Items listed in a dataset:
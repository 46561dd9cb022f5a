//! In-memory backends: useful for testing and ephemeral sessions.

use crate::vector;
use async_trait::async_trait;
use chrono::Utc;
use rago_core::error::MemoryError;
use rago_core::memory::{Entity, EntityStore, Memory, MemoryQuery, MemoryScope, MemoryStore, ScoredMemory};
use std::collections::HashMap;
use std::sync::Arc;
use tokio::sync::RwLock;

/// Memories keyed by id.
#[derive(Default)]
pub struct InMemoryMemoryStore {
    memories: Arc<RwLock<HashMap<String, Memory>>>,
}

impl InMemoryMemoryStore {
    pub fn new() -> Self {
        Self::default()
    }
}

#[async_trait]
impl MemoryStore for InMemoryMemoryStore {
    fn name(&self) -> &str {
        "memory"
    }

    async fn upsert(&self, memory: Memory) -> Result<(), MemoryError> {
        self.memories.write().await.insert(memory.id.clone(), memory);
        Ok(())
    }

    async fn get(&self, id: &str) -> Result<Option<Memory>, MemoryError> {
        Ok(self.memories.read().await.get(id).cloned())
    }

    async fn delete(&self, id: &str) -> Result<bool, MemoryError> {
        Ok(self.memories.write().await.remove(id).is_some())
    }

    async fn list(&self, scope: &MemoryScope, limit: usize) -> Result<Vec<Memory>, MemoryError> {
        let memories = self.memories.read().await;
        let mut listed: Vec<Memory> = memories.values().filter(|m| scope.matches(m)).cloned().collect();
        listed.sort_by(|a, b| b.created_at.cmp(&a.created_at));
        listed.truncate(limit);
        Ok(listed)
    }

    async fn search(&self, query: &MemoryQuery) -> Result<Vec<ScoredMemory>, MemoryError> {
        let memories = self.memories.read().await;
        Ok(vector::rank(memories.values().cloned(), query))
    }

    async fn touch(&self, ids: &[String]) -> Result<(), MemoryError> {
        let now = Utc::now();
        let mut memories = self.memories.write().await;
        for id in ids {
            if let Some(memory) = memories.get_mut(id) {
                memory.access_count += 1;
                memory.last_accessed = now;
            }
        }
        Ok(())
    }

    async fn count(&self) -> Result<usize, MemoryError> {
        Ok(self.memories.read().await.len())
    }
}

/// Entities keyed by their case-insensitive name.
#[derive(Default)]
pub struct InMemoryEntityStore {
    entities: Arc<RwLock<HashMap<String, Entity>>>,
}

impl InMemoryEntityStore {
    pub fn new() -> Self {
        Self::default()
    }
}

/// Fold a new sighting into an existing record.
pub(crate) fn merge_entity(existing: &mut Entity, incoming: Entity) {
    existing.mention_count += 1;
    if !incoming.description.is_empty() {
        existing.description = incoming.description;
    }
    if existing.entity_type.is_empty() || existing.entity_type == "unknown" {
        existing.entity_type = incoming.entity_type;
    }
    existing.updated_at = Utc::now();
}

#[async_trait]
impl EntityStore for InMemoryEntityStore {
    async fn upsert(&self, entity: Entity) -> Result<Entity, MemoryError> {
        let mut entities = self.entities.write().await;
        let key = Entity::key(&entity.name);
        match entities.get_mut(&key) {
            Some(existing) => {
                merge_entity(existing, entity);
                Ok(existing.clone())
            }
            None => {
                entities.insert(key, entity.clone());
                Ok(entity)
            }
        }
    }

    async fn get(&self, name: &str) -> Result<Option<Entity>, MemoryError> {
        Ok(self.entities.read().await.get(&Entity::key(name)).cloned())
    }

    async fn list(&self, limit: usize) -> Result<Vec<Entity>, MemoryError> {
        let mut listed: Vec<Entity> = self.entities.read().await.values().cloned().collect();
        listed.sort_by(|a, b| b.mention_count.cmp(&a.mention_count).then_with(|| a.name.cmp(&b.name)));
        listed.truncate(limit);
        Ok(listed)
    }
}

## PROBLEM
The lines above that hold the string "values" are to be located and copied.

## RESULT OF THIS TASK
        let mut listed: Vec<Memory> = memories.values().filter(|m| scope.matches(m)).cloned().collect();
        Ok(vector::rank(memories.values().cloned(), query))
        let mut listed: Vec<Entity> = self.entities.read().await.values().cloned().collect();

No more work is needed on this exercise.